Nun wurde Bhakdi freigesprochen. Nicht von seiner Sicht auf Corona, wegen der er berühmt geworden ist, sondern vom Vorwurf der Volksverhetzung. Und dies geschah durch ein Gericht, das angeblich Organ einer Meinungsdiktatur sei, welche die Freiheit zu untergraben suche – so die allgemeine Erzählung unter „Querdenkern“. Wie kann man einen Typen mit solch einem Judenknacks, der nichts anderes als ein Menschenknacks ist, zu einer Ikone erheben? Nur, wenn das alles eh schon erbärmlich ist.

DJ Bhakdi legt auf

Denn seine Fans kriegen einfach nicht den Fuß vom Gaspedal. Die Pandemie wurde niedergerungen, und die Impfgegner, Corona-„Zweifler“ und Kritiker jeder Schutzmaßnahme sind als Fußnote in dieser Geschichte eingegangen: Sie waren jene, die irrten. Punkt. Alles lief anders, als von ihnen vorhergesehen und vor dem sie gewarnt hatten.

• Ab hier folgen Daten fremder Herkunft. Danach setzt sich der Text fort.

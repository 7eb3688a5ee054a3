//! Semantic message keys. Each variant names exactly one Fluent message id,
//! so views can only ask for text that the catalog is checked against.

macro_rules! message_keys {
    ($( $variant:ident => $id:literal ),+ $(,)?) => {
        #[derive(Debug, Clone, Copy, PartialEq, Eq, Hash, PartialOrd, Ord)]
        pub enum MessageKey {
            $( $variant ),+
        }

        impl MessageKey {
            /// Every key, in declaration order.
            pub const ALL: &'static [MessageKey] = &[ $( MessageKey::$variant ),+ ];

            /// The Fluent message id.
            pub const fn id(self) -> &'static str {
                match self {
                    $( MessageKey::$variant => $id ),+
                }
            }
        }
    };
}

message_keys! {
    // Brand / navbar
    BrandName => "brand-name",
    BrandTagline => "brand-tagline",
    NavHome => "nav-home",
    NavWhatIsLia => "nav-what-is-lia",
    NavDemo => "nav-demo",
    NavLanguageSwitch => "nav-language-switch",
    NavLanguageSwitchLabel => "nav-language-switch-label",
    NavThemeToDark => "nav-theme-to-dark",
    NavThemeToLight => "nav-theme-to-light",

    // Hero
    HeroEyebrow => "hero-eyebrow",
    HeroHeadlinePrimary => "hero-headline-primary",
    HeroHeadlineSecondary => "hero-headline-secondary",
    HeroLead => "hero-lead",
    HeroBody => "hero-body",
    HeroCta => "hero-cta",
    HeroScrollHint => "hero-scroll-hint",

    // Features
    FeaturesEyebrow => "features-eyebrow",
    FeaturesTitle => "features-title",
    FeaturesSubtitle => "features-subtitle",
    FeaturesLearnMore => "features-learn-more",
    FeatureMatchingTitle => "feature-matching-title",
    FeatureMatchingBody => "feature-matching-body",
    FeatureCollaborationTitle => "feature-collaboration-title",
    FeatureCollaborationBody => "feature-collaboration-body",
    FeatureAutomationTitle => "feature-automation-title",
    FeatureAutomationBody => "feature-automation-body",

    // Audiences (tabbed)
    AudienceTabApplicants => "audience-tab-applicants",
    AudienceTabSchools => "audience-tab-schools",
    AudienceTabEmployers => "audience-tab-employers",
    AudienceShowMore => "audience-show-more",
    AudienceShowLess => "audience-show-less",
    AudienceApplicantsTitle => "audience-applicants-title",
    AudienceApplicants1Title => "audience-applicants-1-title",
    AudienceApplicants1Body => "audience-applicants-1-body",
    AudienceApplicants2Title => "audience-applicants-2-title",
    AudienceApplicants2Body => "audience-applicants-2-body",
    AudienceApplicants3Title => "audience-applicants-3-title",
    AudienceApplicants3Body => "audience-applicants-3-body",
    AudienceApplicants4Title => "audience-applicants-4-title",
    AudienceApplicants4Body => "audience-applicants-4-body",
    AudienceApplicants5Title => "audience-applicants-5-title",
    AudienceApplicants5Body => "audience-applicants-5-body",
    AudienceApplicants6Title => "audience-applicants-6-title",
    AudienceApplicants6Body => "audience-applicants-6-body",
    AudienceSchoolsTitle => "audience-schools-title",
    AudienceSchools1Title => "audience-schools-1-title",
    AudienceSchools1Body => "audience-schools-1-body",
    AudienceSchools2Title => "audience-schools-2-title",
    AudienceSchools2Body => "audience-schools-2-body",
    AudienceSchools3Title => "audience-schools-3-title",
    AudienceSchools3Body => "audience-schools-3-body",
    AudienceSchools4Title => "audience-schools-4-title",
    AudienceSchools4Body => "audience-schools-4-body",
    AudienceSchools5Title => "audience-schools-5-title",
    AudienceSchools5Body => "audience-schools-5-body",
    AudienceSchools6Title => "audience-schools-6-title",
    AudienceSchools6Body => "audience-schools-6-body",
    AudienceEmployersTitle => "audience-employers-title",
    AudienceEmployers1Title => "audience-employers-1-title",
    AudienceEmployers1Body => "audience-employers-1-body",
    AudienceEmployers2Title => "audience-employers-2-title",
    AudienceEmployers2Body => "audience-employers-2-body",
    AudienceEmployers3Title => "audience-employers-3-title",
    AudienceEmployers3Body => "audience-employers-3-body",
    AudienceEmployers4Title => "audience-employers-4-title",
    AudienceEmployers4Body => "audience-employers-4-body",
    AudienceEmployers5Title => "audience-employers-5-title",
    AudienceEmployers5Body => "audience-employers-5-body",
    AudienceEmployers6Title => "audience-employers-6-title",
    AudienceEmployers6Body => "audience-employers-6-body",

    // How it works
    HowEyebrow => "how-eyebrow",
    HowTitle => "how-title",
    HowSubtitle => "how-subtitle",
    HowStepCounter => "how-step-counter",
    HowDiscoverTitle => "how-discover-title",
    HowDiscoverBody => "how-discover-body",
    HowManageTitle => "how-manage-title",
    HowManageBody => "how-manage-body",
    HowEvaluateTitle => "how-evaluate-title",
    HowEvaluateBody => "how-evaluate-body",

    // Internship types
    TypesTitle => "types-title",
    TypesBody => "types-body",
    TypesNote => "types-note",
    TypesUpperSecondaryLevel => "types-upper-secondary-level",
    TypesUpperSecondaryTerm => "types-upper-secondary-term",
    TypesUpperSecondaryBody => "types-upper-secondary-body",
    TypesAdaptedLevel => "types-adapted-level",
    TypesAdaptedTerm => "types-adapted-term",
    TypesAdaptedBody => "types-adapted-body",
    TypesAdultLevel => "types-adult-level",
    TypesAdultTerm => "types-adult-term",
    TypesAdultBody => "types-adult-body",
    TypesUniversityLevel => "types-university-level",
    TypesUniversityTerm => "types-university-term",
    TypesUniversityBody => "types-university-body",
    TypesInformalLevel => "types-informal-level",
    TypesInformalTerm => "types-informal-term",
    TypesInformalBody => "types-informal-body",

    // Footer
    FooterDescription => "footer-description",
    FooterCompliance => "footer-compliance",
    FooterOrgNumber => "footer-org-number",
    FooterNavigationHeading => "footer-navigation-heading",
    FooterContactHeading => "footer-contact-heading",
    FooterDemo => "footer-demo",
    FooterEmail => "footer-email",
    FooterPhone => "footer-phone",
    FooterLinkedin => "footer-linkedin",
    FooterLanguageHeading => "footer-language-heading",
    FooterThemeToggle => "footer-theme-toggle",
    FooterLegalPrivacy => "footer-legal-privacy",
    FooterLegalTerms => "footer-legal-terms",
    FooterLegalCookies => "footer-legal-cookies",
    FooterCopyright => "footer-copyright",

    // Floating call to action
    FloatingCta => "floating-cta",

    // Demo request page
    DemoTitle => "demo-title",
    DemoSubtitle => "demo-subtitle",
    DemoDetailsHeading => "demo-details-heading",
    DemoFieldName => "demo-field-name",
    DemoFieldEmail => "demo-field-email",
    DemoFieldPhone => "demo-field-phone",
    DemoFieldOrganization => "demo-field-organization",
    DemoFieldRole => "demo-field-role",
    DemoFieldInterest => "demo-field-interest",
    DemoFieldMessage => "demo-field-message",
    DemoPlaceholderName => "demo-placeholder-name",
    DemoPlaceholderEmail => "demo-placeholder-email",
    DemoPlaceholderPhone => "demo-placeholder-phone",
    DemoPlaceholderOrganization => "demo-placeholder-organization",
    DemoPlaceholderRole => "demo-placeholder-role",
    DemoPlaceholderMessage => "demo-placeholder-message",
    DemoInterestStudent => "demo-interest-student",
    DemoInterestEmployer => "demo-interest-employer",
    DemoInterestSchool => "demo-interest-school",
    DemoRequired => "demo-required",
    DemoConsent => "demo-consent",
    DemoSubmit => "demo-submit",
    DemoSubmitting => "demo-submitting",
    DemoSuccessTitle => "demo-success-title",
    DemoSuccessBody => "demo-success-body",
    DemoLearnMore => "demo-learn-more",
    DemoErrorSummary => "demo-error-summary",
    DemoErrorNameRequired => "demo-error-name-required",
    DemoErrorEmailRequired => "demo-error-email-required",
    DemoErrorEmailInvalid => "demo-error-email-invalid",
    DemoErrorOrganizationRequired => "demo-error-organization-required",
    DemoErrorInterestInvalid => "demo-error-interest-invalid",
    DemoErrorConsentRequired => "demo-error-consent-required",
    DemoSubmissionFailed => "demo-submission-failed",

    // What is LIA page
    LiaTitle => "lia-title",
    LiaIntro => "lia-intro",
    LiaStudentsTitle => "lia-students-title",
    LiaStudentsBody => "lia-students-body",
    LiaEmployersTitle => "lia-employers-title",
    LiaEmployersBody => "lia-employers-body",
    LiaSchoolsTitle => "lia-schools-title",
    LiaSchoolsBody => "lia-schools-body",
    LiaCta => "lia-cta",

    // Not found
    NotFoundTitle => "not-found-title",
    NotFoundBody => "not-found-body",
    NotFoundHome => "not-found-home",
}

Einsicht aber sieht man bei ihnen vergebens. Und so stehen sie weiter abseits der „Mainstream“-Meinung zu Corona & Co und laden sich deshalb zu ihren eigenen Partys ein, bei denen sie unglaublich gute Laune an den Tag legen. Sollen sie. Ist ja in unserer angeblichen Diktatur nicht verboten. Sie haben die Ikone, die sie verdienen.